(Available data begins)
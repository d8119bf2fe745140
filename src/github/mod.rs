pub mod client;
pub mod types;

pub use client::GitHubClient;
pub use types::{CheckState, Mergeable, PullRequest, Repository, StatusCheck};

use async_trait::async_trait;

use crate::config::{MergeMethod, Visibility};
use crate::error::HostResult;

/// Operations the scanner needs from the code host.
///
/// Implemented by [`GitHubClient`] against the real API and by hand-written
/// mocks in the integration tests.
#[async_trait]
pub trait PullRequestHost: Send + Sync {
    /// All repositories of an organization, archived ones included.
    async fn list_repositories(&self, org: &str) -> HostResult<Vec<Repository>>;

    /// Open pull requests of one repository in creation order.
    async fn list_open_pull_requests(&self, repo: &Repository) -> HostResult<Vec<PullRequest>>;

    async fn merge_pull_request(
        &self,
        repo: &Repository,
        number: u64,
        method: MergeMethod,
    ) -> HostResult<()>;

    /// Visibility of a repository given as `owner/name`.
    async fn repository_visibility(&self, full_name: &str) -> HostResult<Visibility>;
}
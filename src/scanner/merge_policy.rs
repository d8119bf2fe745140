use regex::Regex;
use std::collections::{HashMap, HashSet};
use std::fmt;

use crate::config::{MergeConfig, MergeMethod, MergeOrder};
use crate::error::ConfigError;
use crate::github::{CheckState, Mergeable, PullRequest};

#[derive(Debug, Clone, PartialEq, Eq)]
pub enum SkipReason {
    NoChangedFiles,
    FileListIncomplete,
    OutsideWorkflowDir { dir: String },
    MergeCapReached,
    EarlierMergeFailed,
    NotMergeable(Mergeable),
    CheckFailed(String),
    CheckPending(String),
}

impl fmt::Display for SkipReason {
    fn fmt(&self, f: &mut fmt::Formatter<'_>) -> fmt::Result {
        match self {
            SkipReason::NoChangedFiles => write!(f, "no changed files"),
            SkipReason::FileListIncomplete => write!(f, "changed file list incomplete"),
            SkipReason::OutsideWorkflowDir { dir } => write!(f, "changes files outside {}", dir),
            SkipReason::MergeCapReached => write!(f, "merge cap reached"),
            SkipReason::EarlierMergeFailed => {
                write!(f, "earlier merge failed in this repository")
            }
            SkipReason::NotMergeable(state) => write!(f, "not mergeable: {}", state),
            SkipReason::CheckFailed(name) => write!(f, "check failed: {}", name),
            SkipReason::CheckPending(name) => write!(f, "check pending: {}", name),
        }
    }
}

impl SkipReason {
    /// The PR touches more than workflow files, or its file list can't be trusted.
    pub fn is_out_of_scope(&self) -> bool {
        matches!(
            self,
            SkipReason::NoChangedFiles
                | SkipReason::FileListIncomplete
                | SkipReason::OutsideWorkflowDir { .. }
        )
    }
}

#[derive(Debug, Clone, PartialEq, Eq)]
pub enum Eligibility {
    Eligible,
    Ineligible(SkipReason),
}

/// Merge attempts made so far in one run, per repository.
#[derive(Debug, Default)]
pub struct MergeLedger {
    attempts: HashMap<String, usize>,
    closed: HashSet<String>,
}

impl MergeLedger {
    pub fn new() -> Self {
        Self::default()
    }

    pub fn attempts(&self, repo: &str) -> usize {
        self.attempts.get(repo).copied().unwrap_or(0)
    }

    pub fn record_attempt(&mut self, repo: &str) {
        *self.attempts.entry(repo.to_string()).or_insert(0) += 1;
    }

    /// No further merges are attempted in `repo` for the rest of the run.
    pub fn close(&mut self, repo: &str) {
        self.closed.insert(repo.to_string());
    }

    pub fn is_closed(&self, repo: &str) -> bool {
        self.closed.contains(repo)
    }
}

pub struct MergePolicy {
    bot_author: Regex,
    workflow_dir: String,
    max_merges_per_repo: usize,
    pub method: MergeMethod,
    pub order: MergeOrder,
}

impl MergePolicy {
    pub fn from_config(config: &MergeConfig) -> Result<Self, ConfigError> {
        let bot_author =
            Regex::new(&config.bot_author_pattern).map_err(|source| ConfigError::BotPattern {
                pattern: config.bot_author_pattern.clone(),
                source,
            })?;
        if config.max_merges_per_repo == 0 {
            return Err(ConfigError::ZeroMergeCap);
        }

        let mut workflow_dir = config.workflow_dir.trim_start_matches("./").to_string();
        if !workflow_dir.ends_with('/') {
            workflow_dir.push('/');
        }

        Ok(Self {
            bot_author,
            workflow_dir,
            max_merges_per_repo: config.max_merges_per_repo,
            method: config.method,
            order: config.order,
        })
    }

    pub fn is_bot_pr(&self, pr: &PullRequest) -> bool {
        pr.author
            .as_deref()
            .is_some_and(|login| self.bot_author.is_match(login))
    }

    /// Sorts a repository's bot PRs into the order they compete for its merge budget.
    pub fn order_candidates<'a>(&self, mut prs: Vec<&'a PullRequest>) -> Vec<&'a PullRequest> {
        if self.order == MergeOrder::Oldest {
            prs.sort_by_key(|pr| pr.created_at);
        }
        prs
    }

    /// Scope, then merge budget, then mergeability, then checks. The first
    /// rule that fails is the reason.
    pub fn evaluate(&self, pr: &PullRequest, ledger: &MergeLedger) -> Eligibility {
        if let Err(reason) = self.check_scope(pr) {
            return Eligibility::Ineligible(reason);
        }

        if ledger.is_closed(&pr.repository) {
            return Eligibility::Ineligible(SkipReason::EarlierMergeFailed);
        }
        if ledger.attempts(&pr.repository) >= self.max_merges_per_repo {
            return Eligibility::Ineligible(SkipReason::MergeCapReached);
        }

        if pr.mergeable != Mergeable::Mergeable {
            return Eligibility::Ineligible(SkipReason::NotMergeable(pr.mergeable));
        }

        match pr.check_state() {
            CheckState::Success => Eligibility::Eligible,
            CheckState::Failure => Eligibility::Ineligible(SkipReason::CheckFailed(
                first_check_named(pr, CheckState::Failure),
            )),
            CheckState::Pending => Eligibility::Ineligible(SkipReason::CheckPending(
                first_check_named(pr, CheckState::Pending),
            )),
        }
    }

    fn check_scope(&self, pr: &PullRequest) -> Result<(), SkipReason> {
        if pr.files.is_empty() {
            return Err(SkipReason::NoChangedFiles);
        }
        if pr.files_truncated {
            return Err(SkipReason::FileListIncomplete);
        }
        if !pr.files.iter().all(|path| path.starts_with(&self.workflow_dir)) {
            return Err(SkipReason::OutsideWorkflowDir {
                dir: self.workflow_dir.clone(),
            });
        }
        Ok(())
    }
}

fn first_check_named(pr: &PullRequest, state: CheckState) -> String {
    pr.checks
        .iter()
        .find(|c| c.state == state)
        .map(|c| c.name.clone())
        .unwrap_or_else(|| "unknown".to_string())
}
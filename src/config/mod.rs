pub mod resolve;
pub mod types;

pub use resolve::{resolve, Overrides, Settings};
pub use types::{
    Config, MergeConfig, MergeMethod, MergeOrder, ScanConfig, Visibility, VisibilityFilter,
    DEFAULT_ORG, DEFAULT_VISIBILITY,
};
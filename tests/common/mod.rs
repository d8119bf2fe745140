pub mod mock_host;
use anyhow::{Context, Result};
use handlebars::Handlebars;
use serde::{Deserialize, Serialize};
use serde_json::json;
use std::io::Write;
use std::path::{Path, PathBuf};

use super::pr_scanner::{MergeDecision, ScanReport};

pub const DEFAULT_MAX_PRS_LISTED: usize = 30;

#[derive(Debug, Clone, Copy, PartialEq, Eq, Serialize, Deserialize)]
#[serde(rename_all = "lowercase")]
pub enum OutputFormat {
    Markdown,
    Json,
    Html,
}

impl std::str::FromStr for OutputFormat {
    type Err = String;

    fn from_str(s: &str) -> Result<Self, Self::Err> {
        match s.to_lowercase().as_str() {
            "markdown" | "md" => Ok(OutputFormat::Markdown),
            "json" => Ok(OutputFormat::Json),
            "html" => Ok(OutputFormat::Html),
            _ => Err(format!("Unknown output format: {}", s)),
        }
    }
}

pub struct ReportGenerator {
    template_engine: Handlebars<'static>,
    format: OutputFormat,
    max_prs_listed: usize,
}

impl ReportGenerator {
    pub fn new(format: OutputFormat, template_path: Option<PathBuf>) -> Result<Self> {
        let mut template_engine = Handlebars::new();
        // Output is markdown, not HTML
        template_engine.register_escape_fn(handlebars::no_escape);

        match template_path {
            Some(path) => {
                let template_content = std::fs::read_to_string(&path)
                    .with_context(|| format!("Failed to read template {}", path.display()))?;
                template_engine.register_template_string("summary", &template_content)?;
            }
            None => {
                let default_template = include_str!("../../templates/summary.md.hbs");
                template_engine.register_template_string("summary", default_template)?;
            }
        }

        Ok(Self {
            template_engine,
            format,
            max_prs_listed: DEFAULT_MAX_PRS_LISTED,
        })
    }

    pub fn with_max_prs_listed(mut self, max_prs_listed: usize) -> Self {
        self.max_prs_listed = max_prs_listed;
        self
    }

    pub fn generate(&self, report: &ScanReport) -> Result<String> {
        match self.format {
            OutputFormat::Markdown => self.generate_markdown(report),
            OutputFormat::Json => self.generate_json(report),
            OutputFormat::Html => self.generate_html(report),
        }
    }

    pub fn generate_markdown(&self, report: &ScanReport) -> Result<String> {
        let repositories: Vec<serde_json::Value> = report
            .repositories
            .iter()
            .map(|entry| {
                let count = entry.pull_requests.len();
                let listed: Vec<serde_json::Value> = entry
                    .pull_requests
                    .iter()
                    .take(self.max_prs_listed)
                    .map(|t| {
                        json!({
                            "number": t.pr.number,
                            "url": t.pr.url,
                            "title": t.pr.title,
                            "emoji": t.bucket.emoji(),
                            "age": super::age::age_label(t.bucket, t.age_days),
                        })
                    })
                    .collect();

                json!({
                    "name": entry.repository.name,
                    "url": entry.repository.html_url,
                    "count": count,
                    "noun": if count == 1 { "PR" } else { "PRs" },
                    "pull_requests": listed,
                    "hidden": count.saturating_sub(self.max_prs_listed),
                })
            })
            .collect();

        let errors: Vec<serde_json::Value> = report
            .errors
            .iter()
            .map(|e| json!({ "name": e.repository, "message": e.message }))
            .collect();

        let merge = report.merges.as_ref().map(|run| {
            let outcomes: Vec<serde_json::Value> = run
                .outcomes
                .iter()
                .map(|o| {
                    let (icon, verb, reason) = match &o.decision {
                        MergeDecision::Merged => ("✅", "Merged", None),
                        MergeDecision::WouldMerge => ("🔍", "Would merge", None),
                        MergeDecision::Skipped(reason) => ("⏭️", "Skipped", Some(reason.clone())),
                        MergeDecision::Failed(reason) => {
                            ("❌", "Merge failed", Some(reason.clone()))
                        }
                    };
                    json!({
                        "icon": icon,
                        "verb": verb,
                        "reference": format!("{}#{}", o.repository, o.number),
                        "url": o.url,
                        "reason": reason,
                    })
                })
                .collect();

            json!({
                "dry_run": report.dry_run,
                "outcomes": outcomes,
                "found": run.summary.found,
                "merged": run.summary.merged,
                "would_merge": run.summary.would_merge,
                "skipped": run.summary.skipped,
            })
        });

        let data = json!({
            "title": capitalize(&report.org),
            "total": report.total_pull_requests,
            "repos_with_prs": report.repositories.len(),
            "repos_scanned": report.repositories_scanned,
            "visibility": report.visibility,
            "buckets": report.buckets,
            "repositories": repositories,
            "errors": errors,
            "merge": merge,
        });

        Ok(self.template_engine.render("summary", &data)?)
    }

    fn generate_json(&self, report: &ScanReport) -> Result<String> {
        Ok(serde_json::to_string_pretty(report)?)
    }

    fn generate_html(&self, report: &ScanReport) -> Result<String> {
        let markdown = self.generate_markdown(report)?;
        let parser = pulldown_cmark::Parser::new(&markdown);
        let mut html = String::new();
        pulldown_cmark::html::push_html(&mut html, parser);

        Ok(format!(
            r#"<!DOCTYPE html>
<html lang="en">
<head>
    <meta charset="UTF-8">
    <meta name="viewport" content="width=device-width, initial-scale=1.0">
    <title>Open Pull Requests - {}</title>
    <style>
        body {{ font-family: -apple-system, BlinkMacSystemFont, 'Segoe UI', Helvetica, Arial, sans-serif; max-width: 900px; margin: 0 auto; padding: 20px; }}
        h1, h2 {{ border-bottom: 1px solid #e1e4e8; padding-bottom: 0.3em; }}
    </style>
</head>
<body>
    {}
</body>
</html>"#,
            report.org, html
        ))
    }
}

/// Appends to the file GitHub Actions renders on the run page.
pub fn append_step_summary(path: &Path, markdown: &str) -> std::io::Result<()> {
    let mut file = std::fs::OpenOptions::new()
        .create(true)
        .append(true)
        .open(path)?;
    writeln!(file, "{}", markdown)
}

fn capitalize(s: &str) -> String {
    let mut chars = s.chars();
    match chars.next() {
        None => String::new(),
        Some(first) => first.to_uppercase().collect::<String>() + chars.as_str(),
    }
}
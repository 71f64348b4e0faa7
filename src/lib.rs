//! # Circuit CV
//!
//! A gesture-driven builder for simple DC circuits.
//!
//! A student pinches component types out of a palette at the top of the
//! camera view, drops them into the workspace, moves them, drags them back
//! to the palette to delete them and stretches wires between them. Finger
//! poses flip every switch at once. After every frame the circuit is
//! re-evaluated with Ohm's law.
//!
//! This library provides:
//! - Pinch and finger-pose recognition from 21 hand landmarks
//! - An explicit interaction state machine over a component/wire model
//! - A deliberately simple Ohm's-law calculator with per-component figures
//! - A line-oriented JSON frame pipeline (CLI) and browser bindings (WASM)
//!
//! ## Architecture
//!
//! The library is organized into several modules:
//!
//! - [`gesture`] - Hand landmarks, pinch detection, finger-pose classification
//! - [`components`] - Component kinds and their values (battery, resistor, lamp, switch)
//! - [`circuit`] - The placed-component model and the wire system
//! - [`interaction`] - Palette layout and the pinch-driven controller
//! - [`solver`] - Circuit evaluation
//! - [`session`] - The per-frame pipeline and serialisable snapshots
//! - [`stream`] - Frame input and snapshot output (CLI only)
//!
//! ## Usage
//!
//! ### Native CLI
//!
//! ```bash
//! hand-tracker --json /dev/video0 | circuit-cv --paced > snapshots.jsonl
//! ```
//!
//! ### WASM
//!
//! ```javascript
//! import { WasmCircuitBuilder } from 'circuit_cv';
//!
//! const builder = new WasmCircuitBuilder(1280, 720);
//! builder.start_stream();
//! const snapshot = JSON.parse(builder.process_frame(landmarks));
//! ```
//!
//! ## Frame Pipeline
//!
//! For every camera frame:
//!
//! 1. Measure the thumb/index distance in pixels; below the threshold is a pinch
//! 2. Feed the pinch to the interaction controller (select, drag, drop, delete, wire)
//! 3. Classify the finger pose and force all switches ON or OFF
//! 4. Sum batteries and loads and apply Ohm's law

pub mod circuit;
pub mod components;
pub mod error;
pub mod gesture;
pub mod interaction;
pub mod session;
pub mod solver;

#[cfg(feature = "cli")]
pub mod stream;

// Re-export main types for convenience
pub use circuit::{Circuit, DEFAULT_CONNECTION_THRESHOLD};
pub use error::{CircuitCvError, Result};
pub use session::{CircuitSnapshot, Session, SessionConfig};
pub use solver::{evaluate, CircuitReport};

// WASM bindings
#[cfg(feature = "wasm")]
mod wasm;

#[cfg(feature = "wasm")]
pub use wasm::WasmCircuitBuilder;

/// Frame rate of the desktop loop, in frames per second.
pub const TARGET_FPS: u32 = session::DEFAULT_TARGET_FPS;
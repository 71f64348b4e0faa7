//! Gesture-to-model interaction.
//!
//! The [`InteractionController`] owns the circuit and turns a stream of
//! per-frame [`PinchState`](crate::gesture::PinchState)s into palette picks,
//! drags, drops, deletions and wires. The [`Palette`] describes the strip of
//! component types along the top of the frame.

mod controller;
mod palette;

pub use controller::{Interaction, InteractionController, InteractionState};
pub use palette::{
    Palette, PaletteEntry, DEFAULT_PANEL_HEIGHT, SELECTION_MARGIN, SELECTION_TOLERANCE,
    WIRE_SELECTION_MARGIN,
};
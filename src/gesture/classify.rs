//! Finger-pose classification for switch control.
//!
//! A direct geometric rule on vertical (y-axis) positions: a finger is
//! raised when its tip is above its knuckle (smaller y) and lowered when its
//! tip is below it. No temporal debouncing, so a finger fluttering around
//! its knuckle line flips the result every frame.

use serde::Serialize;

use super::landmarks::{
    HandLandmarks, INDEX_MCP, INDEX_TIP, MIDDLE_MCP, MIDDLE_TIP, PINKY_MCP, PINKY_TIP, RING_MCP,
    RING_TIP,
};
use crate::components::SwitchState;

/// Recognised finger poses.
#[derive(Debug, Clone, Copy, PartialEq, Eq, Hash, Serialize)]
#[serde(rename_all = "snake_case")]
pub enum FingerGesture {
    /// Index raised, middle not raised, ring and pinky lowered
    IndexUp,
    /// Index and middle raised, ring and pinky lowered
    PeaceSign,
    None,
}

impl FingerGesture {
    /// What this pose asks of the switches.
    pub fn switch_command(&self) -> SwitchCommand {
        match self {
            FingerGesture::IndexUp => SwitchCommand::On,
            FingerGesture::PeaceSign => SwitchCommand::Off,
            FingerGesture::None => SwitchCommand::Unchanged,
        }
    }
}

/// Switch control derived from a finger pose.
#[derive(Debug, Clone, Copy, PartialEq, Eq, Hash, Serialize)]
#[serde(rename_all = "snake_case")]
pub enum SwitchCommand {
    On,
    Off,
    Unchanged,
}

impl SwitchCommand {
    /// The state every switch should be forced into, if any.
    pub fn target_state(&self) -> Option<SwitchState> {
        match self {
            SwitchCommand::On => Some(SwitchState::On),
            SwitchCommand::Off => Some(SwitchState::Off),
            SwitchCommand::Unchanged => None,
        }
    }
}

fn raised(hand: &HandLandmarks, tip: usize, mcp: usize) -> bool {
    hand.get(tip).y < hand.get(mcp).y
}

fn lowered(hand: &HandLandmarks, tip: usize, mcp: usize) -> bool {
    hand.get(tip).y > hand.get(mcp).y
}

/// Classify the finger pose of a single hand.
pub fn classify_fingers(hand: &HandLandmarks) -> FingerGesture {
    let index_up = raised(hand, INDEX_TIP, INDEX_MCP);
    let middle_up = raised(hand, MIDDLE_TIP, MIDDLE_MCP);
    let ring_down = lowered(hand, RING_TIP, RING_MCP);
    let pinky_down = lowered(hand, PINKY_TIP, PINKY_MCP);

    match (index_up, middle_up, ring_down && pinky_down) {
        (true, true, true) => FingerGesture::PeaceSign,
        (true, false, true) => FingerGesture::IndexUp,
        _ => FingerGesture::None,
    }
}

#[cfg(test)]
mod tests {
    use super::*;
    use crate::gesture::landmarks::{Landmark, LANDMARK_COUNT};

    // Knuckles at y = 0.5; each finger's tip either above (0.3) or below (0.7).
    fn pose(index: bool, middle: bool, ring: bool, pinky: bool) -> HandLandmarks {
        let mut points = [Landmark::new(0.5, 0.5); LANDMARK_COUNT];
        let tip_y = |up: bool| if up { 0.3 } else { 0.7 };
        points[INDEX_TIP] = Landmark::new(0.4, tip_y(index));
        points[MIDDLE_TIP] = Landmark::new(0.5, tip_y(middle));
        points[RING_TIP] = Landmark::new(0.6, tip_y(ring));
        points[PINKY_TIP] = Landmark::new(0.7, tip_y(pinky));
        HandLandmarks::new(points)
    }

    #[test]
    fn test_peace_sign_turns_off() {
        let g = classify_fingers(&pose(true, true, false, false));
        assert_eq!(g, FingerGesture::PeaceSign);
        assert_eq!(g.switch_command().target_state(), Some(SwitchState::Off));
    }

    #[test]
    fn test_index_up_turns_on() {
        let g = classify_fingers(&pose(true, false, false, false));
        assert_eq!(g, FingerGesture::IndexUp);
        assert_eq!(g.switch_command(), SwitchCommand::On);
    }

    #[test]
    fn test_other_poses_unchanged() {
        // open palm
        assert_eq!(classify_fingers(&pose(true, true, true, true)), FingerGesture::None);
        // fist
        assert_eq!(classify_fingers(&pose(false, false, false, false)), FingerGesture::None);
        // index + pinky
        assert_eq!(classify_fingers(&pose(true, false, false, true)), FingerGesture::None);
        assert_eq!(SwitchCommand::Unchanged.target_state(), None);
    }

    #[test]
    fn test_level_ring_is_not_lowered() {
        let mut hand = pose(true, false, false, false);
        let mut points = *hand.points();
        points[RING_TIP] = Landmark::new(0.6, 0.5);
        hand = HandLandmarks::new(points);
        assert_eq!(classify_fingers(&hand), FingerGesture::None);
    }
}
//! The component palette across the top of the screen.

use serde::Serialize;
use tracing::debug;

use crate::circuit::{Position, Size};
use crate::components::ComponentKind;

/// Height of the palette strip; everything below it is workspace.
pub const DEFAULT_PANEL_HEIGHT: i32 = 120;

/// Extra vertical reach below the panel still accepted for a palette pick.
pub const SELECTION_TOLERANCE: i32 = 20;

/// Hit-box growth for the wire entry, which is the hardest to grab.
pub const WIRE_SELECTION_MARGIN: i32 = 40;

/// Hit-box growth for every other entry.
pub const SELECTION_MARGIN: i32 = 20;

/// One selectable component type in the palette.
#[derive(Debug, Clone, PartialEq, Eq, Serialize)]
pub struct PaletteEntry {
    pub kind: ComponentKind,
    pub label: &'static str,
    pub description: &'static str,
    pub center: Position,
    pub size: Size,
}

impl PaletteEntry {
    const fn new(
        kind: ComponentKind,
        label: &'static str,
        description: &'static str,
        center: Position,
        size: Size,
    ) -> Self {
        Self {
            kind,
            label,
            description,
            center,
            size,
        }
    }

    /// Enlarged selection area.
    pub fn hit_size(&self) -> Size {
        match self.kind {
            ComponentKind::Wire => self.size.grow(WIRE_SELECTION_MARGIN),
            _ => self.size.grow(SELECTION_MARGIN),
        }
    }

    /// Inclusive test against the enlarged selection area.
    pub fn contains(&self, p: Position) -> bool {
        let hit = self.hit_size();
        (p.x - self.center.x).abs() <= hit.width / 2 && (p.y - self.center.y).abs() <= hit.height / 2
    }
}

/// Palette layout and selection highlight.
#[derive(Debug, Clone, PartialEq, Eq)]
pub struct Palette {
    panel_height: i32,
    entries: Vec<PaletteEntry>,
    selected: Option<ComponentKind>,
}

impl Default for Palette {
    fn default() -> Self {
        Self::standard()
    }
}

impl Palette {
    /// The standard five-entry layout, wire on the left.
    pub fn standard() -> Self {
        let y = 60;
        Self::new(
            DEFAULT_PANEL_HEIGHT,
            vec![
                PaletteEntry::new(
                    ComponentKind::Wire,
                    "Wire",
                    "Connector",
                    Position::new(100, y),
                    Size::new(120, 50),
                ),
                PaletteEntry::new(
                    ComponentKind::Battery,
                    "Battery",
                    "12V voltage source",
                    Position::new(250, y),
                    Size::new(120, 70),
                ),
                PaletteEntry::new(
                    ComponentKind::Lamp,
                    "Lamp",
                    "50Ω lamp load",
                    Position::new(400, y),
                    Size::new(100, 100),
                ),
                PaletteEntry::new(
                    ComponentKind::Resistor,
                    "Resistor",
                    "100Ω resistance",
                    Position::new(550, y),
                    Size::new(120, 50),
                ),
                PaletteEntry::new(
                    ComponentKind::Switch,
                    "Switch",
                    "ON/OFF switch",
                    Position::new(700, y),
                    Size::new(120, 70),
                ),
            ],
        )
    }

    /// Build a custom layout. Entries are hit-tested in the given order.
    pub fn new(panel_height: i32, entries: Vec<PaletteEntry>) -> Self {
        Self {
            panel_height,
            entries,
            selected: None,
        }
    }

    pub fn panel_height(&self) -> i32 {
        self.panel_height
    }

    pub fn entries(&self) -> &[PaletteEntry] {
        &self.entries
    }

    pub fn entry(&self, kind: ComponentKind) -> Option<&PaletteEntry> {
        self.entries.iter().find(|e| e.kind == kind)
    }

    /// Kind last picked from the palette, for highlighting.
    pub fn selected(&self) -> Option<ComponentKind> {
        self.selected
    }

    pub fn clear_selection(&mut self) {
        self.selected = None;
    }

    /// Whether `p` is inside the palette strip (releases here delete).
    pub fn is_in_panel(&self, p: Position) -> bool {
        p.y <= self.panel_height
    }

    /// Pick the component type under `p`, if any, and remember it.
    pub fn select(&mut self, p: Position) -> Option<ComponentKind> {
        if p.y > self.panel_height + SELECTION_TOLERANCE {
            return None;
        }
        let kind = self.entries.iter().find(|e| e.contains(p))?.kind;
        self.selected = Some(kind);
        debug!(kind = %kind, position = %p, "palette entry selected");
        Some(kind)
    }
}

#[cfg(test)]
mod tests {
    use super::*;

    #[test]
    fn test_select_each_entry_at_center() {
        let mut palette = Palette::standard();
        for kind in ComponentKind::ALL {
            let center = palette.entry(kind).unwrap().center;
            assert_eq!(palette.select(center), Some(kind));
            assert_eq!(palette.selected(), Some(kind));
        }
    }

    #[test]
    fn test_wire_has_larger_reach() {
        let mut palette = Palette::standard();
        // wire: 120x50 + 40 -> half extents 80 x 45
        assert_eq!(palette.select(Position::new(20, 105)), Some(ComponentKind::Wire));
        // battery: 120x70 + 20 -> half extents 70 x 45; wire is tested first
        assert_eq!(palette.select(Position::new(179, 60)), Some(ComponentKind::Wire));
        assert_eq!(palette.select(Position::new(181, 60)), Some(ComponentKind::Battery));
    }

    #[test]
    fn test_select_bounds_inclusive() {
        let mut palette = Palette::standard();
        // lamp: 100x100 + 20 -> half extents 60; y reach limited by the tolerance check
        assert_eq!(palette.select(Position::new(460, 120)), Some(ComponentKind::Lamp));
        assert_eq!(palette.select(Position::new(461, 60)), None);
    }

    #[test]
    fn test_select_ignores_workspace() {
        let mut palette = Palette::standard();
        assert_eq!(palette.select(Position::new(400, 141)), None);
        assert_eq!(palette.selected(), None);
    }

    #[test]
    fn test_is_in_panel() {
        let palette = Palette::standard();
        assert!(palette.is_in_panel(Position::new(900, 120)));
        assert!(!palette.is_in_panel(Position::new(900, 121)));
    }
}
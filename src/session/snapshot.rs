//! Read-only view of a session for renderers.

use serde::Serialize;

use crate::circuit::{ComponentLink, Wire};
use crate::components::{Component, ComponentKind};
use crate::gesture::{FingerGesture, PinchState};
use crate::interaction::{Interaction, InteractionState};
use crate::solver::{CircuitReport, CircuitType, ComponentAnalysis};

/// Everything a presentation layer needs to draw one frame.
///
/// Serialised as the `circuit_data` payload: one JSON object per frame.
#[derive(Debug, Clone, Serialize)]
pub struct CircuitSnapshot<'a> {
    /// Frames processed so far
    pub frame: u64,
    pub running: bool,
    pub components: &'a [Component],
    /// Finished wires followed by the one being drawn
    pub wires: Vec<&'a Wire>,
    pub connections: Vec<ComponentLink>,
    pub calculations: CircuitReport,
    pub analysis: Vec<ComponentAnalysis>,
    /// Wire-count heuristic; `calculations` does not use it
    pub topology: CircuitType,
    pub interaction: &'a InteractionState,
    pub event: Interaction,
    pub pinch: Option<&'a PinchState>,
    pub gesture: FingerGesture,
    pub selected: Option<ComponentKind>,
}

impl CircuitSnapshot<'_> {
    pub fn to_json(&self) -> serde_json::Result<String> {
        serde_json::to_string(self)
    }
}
(Available data ends)
Scan the material above. Extract every line in which the word "body" occurs.

        body {{ font-family: -apple-system, BlinkMacSystemFont, 'Segoe UI', Helvetica, Arial, sans-serif; max-width: 900px; margin: 0 auto; padding: 20px; }}
<body>
</body>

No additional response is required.